**Exercise:** When the word "true" shows up in a line of the records below, copy that line.
----------------------------------------
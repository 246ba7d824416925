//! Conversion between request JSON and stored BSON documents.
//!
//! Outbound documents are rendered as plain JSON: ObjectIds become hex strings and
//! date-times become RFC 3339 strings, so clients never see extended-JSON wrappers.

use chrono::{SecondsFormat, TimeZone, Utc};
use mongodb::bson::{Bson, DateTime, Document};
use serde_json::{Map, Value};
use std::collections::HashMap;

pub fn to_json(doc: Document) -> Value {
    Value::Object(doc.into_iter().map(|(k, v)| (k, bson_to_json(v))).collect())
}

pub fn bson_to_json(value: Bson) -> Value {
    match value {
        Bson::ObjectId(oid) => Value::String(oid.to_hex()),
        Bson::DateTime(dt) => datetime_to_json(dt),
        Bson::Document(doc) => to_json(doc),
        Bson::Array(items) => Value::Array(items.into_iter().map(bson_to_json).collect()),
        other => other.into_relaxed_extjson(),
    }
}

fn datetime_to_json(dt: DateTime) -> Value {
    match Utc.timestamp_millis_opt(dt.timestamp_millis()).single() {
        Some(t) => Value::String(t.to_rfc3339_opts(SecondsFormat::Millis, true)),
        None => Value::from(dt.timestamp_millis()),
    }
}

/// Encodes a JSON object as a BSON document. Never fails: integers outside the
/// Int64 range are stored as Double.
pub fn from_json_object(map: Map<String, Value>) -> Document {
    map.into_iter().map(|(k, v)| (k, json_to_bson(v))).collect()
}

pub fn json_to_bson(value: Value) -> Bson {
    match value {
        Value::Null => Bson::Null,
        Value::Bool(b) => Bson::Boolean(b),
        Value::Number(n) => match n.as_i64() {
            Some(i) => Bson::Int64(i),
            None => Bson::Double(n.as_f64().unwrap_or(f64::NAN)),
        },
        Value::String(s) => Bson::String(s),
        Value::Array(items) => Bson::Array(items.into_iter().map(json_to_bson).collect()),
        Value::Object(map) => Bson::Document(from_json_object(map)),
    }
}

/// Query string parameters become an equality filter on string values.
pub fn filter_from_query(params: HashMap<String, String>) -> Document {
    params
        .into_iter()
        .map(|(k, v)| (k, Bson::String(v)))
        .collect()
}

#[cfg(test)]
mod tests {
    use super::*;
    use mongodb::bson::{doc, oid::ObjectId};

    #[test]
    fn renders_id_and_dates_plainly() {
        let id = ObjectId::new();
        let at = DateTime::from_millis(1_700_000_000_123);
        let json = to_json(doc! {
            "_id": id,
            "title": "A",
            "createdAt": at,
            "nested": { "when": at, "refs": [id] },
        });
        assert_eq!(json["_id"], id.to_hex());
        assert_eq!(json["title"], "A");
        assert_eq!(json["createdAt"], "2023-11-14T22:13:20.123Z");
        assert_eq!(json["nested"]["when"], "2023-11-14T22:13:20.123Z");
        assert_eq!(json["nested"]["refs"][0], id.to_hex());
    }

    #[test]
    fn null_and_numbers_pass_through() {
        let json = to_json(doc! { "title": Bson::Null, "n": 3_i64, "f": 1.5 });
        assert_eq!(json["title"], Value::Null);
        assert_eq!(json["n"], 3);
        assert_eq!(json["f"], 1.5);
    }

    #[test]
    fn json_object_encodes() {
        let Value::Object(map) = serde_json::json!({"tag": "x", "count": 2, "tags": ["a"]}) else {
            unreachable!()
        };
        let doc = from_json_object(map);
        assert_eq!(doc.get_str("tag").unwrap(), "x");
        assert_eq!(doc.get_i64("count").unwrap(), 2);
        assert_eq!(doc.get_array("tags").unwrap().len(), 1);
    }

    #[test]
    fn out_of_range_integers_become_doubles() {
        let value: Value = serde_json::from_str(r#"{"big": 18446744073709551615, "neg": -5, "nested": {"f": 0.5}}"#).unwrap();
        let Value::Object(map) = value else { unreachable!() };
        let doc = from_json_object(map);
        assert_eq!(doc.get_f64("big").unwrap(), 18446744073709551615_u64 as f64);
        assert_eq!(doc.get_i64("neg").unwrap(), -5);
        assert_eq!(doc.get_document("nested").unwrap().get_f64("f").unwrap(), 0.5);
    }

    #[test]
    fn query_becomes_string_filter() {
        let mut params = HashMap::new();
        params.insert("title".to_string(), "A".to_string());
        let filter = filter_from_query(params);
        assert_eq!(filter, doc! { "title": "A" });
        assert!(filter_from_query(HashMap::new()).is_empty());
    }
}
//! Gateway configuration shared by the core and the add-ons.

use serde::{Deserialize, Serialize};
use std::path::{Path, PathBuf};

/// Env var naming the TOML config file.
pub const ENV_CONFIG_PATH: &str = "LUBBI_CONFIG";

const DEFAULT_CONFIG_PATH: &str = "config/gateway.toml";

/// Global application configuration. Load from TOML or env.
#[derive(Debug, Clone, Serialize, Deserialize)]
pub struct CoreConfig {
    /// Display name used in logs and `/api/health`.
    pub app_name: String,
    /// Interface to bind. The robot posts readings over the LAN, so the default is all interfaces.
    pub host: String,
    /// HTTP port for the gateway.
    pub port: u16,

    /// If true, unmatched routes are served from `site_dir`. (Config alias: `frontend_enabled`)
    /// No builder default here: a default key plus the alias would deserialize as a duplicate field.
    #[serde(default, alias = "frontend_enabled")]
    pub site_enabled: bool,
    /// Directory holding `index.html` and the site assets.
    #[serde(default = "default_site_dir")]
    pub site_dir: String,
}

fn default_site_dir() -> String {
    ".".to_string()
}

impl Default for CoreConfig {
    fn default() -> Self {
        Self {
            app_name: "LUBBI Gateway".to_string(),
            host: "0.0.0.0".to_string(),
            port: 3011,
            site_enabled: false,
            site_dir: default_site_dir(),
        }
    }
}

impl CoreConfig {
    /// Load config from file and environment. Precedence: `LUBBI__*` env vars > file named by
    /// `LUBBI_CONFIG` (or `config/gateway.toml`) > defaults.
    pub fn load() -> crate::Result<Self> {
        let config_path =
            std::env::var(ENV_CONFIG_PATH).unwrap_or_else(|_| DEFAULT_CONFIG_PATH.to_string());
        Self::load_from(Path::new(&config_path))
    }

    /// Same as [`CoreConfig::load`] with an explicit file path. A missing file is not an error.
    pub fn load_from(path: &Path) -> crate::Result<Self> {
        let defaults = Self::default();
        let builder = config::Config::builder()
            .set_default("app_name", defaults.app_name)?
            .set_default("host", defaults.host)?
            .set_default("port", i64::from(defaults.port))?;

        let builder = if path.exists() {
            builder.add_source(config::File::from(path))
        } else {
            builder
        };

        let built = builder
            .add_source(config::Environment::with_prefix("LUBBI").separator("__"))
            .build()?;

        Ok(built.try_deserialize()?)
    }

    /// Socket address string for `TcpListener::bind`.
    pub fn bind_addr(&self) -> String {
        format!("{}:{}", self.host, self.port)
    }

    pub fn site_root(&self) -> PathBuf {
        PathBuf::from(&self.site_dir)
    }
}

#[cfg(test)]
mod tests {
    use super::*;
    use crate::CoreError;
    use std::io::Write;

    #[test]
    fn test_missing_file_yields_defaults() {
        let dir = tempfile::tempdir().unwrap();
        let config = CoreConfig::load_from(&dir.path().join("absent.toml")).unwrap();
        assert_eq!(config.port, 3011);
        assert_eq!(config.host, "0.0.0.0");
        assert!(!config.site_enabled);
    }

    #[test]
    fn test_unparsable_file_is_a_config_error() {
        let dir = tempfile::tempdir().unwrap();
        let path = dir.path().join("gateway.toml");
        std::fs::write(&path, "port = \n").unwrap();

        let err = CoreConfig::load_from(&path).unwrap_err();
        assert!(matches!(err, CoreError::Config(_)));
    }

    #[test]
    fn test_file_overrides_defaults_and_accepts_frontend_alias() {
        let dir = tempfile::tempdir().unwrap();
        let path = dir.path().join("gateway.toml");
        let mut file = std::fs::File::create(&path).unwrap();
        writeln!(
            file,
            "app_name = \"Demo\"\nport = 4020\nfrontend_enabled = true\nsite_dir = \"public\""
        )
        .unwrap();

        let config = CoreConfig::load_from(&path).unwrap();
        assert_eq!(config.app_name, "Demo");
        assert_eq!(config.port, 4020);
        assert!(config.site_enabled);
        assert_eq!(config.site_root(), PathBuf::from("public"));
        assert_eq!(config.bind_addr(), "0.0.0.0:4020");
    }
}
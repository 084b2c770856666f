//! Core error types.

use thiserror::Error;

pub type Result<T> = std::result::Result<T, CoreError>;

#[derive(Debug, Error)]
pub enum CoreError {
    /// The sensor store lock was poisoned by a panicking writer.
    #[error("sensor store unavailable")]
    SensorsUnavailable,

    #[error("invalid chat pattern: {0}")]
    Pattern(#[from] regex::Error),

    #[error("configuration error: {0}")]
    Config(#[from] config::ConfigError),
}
----------------------------------------
**Result below:**
        Some(t) => Value::String(t.to_rfc3339_opts(SecondsFormat::Millis, true)),
    /// If true, unmatched routes are served from `site_dir`. (Config alias: `frontend_enabled`)
            "app_name = \"Demo\"\nport = 4020\nfrontend_enabled = true\nsite_dir = \"public\""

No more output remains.